François Bayrou dévoile le plan pour réduire la dette: «Nous pouvons supprimer deux jours fériés en France comme le lundi de Pâques et le 8 mai »
François Bayrou dévoile le plan pour réduire la dette: «Nous pouvons supprimer deux jours fériés en France comme le lundi de Pâques et le 8 mai »

Ce mardi après-midi, François Bayrou, Haut-commissaire au Plan et président du MoDem, a présenté un ambitieux projet baptisé “Stop à la dette”, visant à stopper la progression de la dette publique française d’ici quatre ans, soit à l’horizon 2029. Un plan rigoureux, construit autour d’un principe central : stabiliser les dépenses de l’État à partir de 2026, tout en engageant des réformes structurelles dans plusieurs secteurs clés comme la santé, les retraites ou la fonction publique.

Une pause sur la dépense publique dès 2026

François Bayrou a insisté sur un point majeur : l’État ne devra pas dépenser davantage en 2026 qu’en 2025, exception faite du budget de la Défense, sanctuarisé dans le cadre des engagements liés à la Loi de programmation militaire 2024–2030, qui prévoit une hausse de 400 milliards d’euros de crédits sur 7 ans. Cette mesure vise à imposer une discipline budgétaire ferme, alors que la dette publique française avoisine désormais les 3 100 milliards d’euros, soit 112,5 % du PIB.

Réduction de la fonction publique

Dans la lignée de cette rigueur, Bayrou annonce la suppression de 3 000 postes de fonctionnaires dès 2026, principalement via le non-remplacement des départs à la retraite. En parallèle, entre 1 000 et 1 500 postes supplémentaires seront supprimés à travers la fermeture ou la fusion d’agences publiques jugées “improductives”. Une mesure qui rappelle la volonté, déjà exprimée par Emmanuel Macron lors de son premier quinquennat, de rationaliser l’administration sans toucher aux “fonctions régaliennes”.
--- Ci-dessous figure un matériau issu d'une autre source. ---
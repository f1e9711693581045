//! Source location spans.

use std::fmt;

/// Byte range into the source text.
///
/// Layout: 8 bytes total
/// - start: u32 - byte offset from input start
/// - end: u32 - byte offset (exclusive)
#[derive(Copy, Clone, Eq, PartialEq, Hash, Default)]
pub struct Span {
    pub start: u32,
    pub end: u32,
}

impl Span {
    /// Dummy span for synthesized tokens.
    pub const DUMMY: Span = Span { start: 0, end: 0 };

    /// Create a new span.
    #[inline]
    pub const fn new(start: u32, end: u32) -> Self {
        Span { start, end }
    }

    /// Create from a byte range, saturating offsets beyond `u32::MAX`.
    #[inline]
    pub fn from_range(range: std::ops::Range<usize>) -> Self {
        let start = u32::try_from(range.start).unwrap_or(u32::MAX);
        let end = u32::try_from(range.end).unwrap_or(u32::MAX);
        Span { start, end }
    }

    /// A zero-width span at `offset`.
    #[inline]
    pub const fn point(offset: u32) -> Self {
        Span {
            start: offset,
            end: offset,
        }
    }

    /// Length of the span in bytes.
    #[inline]
    pub const fn len(&self) -> u32 {
        self.end.saturating_sub(self.start)
    }

    /// Whether the span covers no bytes.
    #[inline]
    pub const fn is_empty(&self) -> bool {
        self.start >= self.end
    }
}

impl fmt::Debug for Span {
    fn fmt(&self, f: &mut fmt::Formatter<'_>) -> fmt::Result {
        write!(f, "{}..{}", self.start, self.end)
    }
}
#[test]
fn integer_expressions() {
    let cases = [
        ("5", 5),
        ("-10", -10),
        ("5 + 5 + 5 + 5 - 10", 10),
        ("2 * 2 * 2 * 2 * 2", 32),
        ("-50 + 100 + -50", 0),
        ("5 * 2 + 10", 20),
        ("20 + 2 * -10", 0),
        ("50 / 2 * 2 + 10", 60),
        ("2 * (5 + 10)", 30),
        ("3 * (3 * 3) + 10", 37),
        ("(5 + 10 * 2 + 15 / 3) * 2 + -10", 50),
    ];
    for (source, expected) in cases {
        assert_eq!(run(source), Value::Integer(expected), "source: {source}");
    }
}

#[test]
fn boolean_expressions() {
    let cases = [
        ("true", true),
        ("1 < 2", true),
        ("1 > 2", false),
        ("1 == 1", true),
        ("1 != 1", false),
        ("true == true", true),
        ("true != false", true),
        ("(1 < 2) == true", true),
        ("(1 > 2) == true", false),
        ("!true", false),
        ("!!5", true),
        ("!0", false),
    ];
    for (source, expected) in cases {
        assert_eq!(run(source), Value::Boolean(expected), "source: {source}");
    }
}

#[test]
fn if_else_expressions() {
    assert_eq!(run("if (true) { 10 }"), Value::Integer(10));
    assert_eq!(run("if (false) { 10 }"), Value::Null);
    assert_eq!(run("if (1) { 10 }"), Value::Integer(10));
    assert_eq!(run("if (0) { 10 } else { 20 }"), Value::Integer(10));
    assert_eq!(run("if (1 > 2) { 10 } else { 20 }"), Value::Integer(20));
    assert_eq!(run("if (\"\") { 1 } else { 2 }"), Value::Integer(1));
}

#[test]
fn return_statements() {
    let cases = [
        ("return 10;", 10),
        ("return 10; 9;", 10),
        ("return 2 * 5; 9;", 10),
        ("9; return 2 * 5; 9;", 10),
        ("if (10 > 1) { if (10 > 1) { return 10; } return 1; }", 10),
        ("let f = fn(x) { return x; x + 10; }; f(10);", 10),
        (
            "let f = fn(x) { let result = x + 10; return result; return 10; }; f(10);",
            20,
        ),
    ];
    for (source, expected) in cases {
        assert_eq!(run(source), Value::Integer(expected), "source: {source}");
    }
}

#[test]
fn return_wrapper_does_not_leak_from_calls() {
    assert_eq!(
        run("let f = fn() { return 1; }; f() + f()"),
        Value::Integer(2)
    );
    assert_eq!(run("let f = fn() { return 1; }; [f()]").inspect(), "[1]");
}

#[test]
fn return_inside_let_is_not_bound() {
    let env = Environment::new();
    let mut interp = InterpreterBuilder::new().print_handler(buffer_handler()).build();

    let first = parse_ok("let x = if (true) { return 5 };");
    assert_eq!(interp.eval_program(&first, &env), Value::Integer(5));
    assert!(!env.contains_local("x"));

    let second = parse_ok("x + 1");
    assert_eq!(
        interp.eval_program(&second, &env).as_error(),
        Some("identifier not found: x")
    );
}
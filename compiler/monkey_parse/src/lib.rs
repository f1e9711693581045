//! Monkey Parse - top-down operator precedence parser.
//!
//! Produces a `Program` plus every error encountered. Parsing does not stop
//! at the first error: a failed statement is dropped and the parser resumes
//! at the next token, so one pass reports as many problems as it can.
//!
//! # Precedence
//!
//! `LOWEST < EQUALS < LESSGREATER < SUM < PRODUCT < PREFIX < CALL < INDEX`

mod cursor;
mod error;
mod grammar;

use cursor::Cursor;
use monkey_ir::{Program, Span};
use monkey_lexer::{lex, Token, TokenKind};

pub use error::ParseError;

/// Output of a parse: the (possibly partial) program and all errors.
#[derive(Debug, Clone, PartialEq)]
pub struct ParseOutput {
    pub program: Program,
    pub errors: Vec<ParseError>,
}

impl ParseOutput {
    /// Whether any error was reported.
    pub fn has_errors(&self) -> bool {
        !self.errors.is_empty()
    }

    /// The program if parsing was clean, otherwise the errors in source order.
    pub fn into_result(self) -> Result<Program, Vec<ParseError>> {
        if self.errors.is_empty() {
            Ok(self.program)
        } else {
            Err(self.errors)
        }
    }
}

/// Lex and parse `source`.
pub fn parse(source: &str) -> ParseOutput {
    parse_tokens(lex(source))
}

/// Parse an already lexed token stream.
pub fn parse_tokens(tokens: Vec<Token>) -> ParseOutput {
    let mut parser = Parser::new(tokens);
    let program = parser.parse_program();
    ParseOutput {
        program,
        errors: parser.errors,
    }
}

/// Parser state.
struct Parser {
    cursor: Cursor,
    errors: Vec<ParseError>,
}

impl Parser {
    fn new(tokens: Vec<Token>) -> Self {
        Parser {
            cursor: Cursor::new(tokens),
            errors: Vec::new(),
        }
    }

    fn parse_program(&mut self) -> Program {
        let mut statements = Vec::new();
        while !self.cursor.is_at_end() {
            if let Some(statement) = self.parse_statement() {
                statements.push(statement);
            }
            self.cursor.advance();
        }
        Program::new(statements)
    }

    // Cursor helpers

    #[inline]
    fn current_kind(&self) -> &TokenKind {
        &self.cursor.current().kind
    }

    #[inline]
    fn current_span(&self) -> Span {
        self.cursor.current().span
    }

    /// Advance if the next token is `kind`; otherwise record an error.
    fn expect_peek(&mut self, kind: &TokenKind) -> bool {
        if self.cursor.peek_is(kind) {
            self.cursor.advance();
            true
        } else {
            let peek = self.cursor.peek();
            self.errors.push(ParseError::UnexpectedToken {
                expected: kind.describe(),
                found: peek.kind.describe(),
                span: peek.span,
            });
            false
        }
    }

    /// Consume an optional trailing `;`.
    fn skip_optional_semicolon(&mut self) {
        if self.cursor.peek_is(&TokenKind::Semicolon) {
            self.cursor.advance();
        }
    }
}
Santé : recentrage sur les affections longues et fin du remboursement à 100 %

Le secteur de la santé n’est pas épargné. Le plan prévoit une réforme des arrêts maladie, avec une nouveauté importante : le médecin généraliste ou spécialiste, et non plus le seul médecin du travail, pourra désormais juger de l’aptitude d’un salarié à reprendre son poste, sauf dans les cas de maladies professionnelles ou d’accidents du travail.

Plus controversée, une révision du remboursement à 100 % pour les affections de longue durée est également évoquée. Dès 2026, les médicaments prescrits sans lien direct avec l’affection déclarée ne seront plus intégralement remboursés, une mesure qui vise à réduire un coût estimé à près de 22 milliards d’euros par an pour l’Assurance maladie.

Gel des prestations sociales et des retraites : une “année blanche” en 2026

François Bayrou parle d’un “effort collectif” pour toutes les catégories sociales : l’année 2026 sera une année blanche, sans revalorisation des pensions de retraite, des prestations sociales ou des barèmes d’aides. Une annonce lourde de conséquences à l’heure où l’inflation, bien que modérée (prévision Banque de France : 2,1 % en 2025), continue d’éroder le pouvoir d’achat des ménages les plus fragiles.

Réforme fiscale : nouvelles contributions et fin de certaines niches

Le plan s’attaque aussi à la fiscalité, avec un discours offensif contre certaines “niches fiscales injustifiées” qui bénéficieraient aux contribuables les plus aisés. Bayrou annonce une révision du dispositif de réduction de 10 % sur les pensions de retraite (article 157 bis du CGI), très critiqué pour sa non-progressivité. Il propose en parallèle la création d’une “nouvelle contribution de solidarité” spécifiquement ciblée sur les hauts revenus, sans en préciser pour l’instant les seuils ou le barème.

Suppression de deux jours fériés : une solution pour relancer la productivité

Enfin, dans un geste symbolique et potentiellement explosif sur le plan social, Bayrou évoque la possible suppression de deux jours fériés, parmi lesquels le lundi de Pâques et le 8 mai, afin de gagner l’équivalent de 0,3 point de PIB en productivité annuelle selon une estimation souvent citée du Conseil d’analyse économique (CAE). Cette mesure rappelle la suppression du lundi de Pentecôte après la canicule de 2003, devenue ensuite “journée de solidarité”.

Une réponse à l’urgence budgétaire

Ce plan intervient alors que la Commission européenne a réactivé en juin 2024 la procédure pour déficit excessif contre la France, dont le déficit public a atteint 5,5 % du PIB en 2023, bien au-delà de la limite fixée par les traités européens (3 %). La Cour des comptes et plusieurs agences de notation ont récemment tiré la sonnette d’alarme, exigeant un calendrier crédible de réduction des déficits.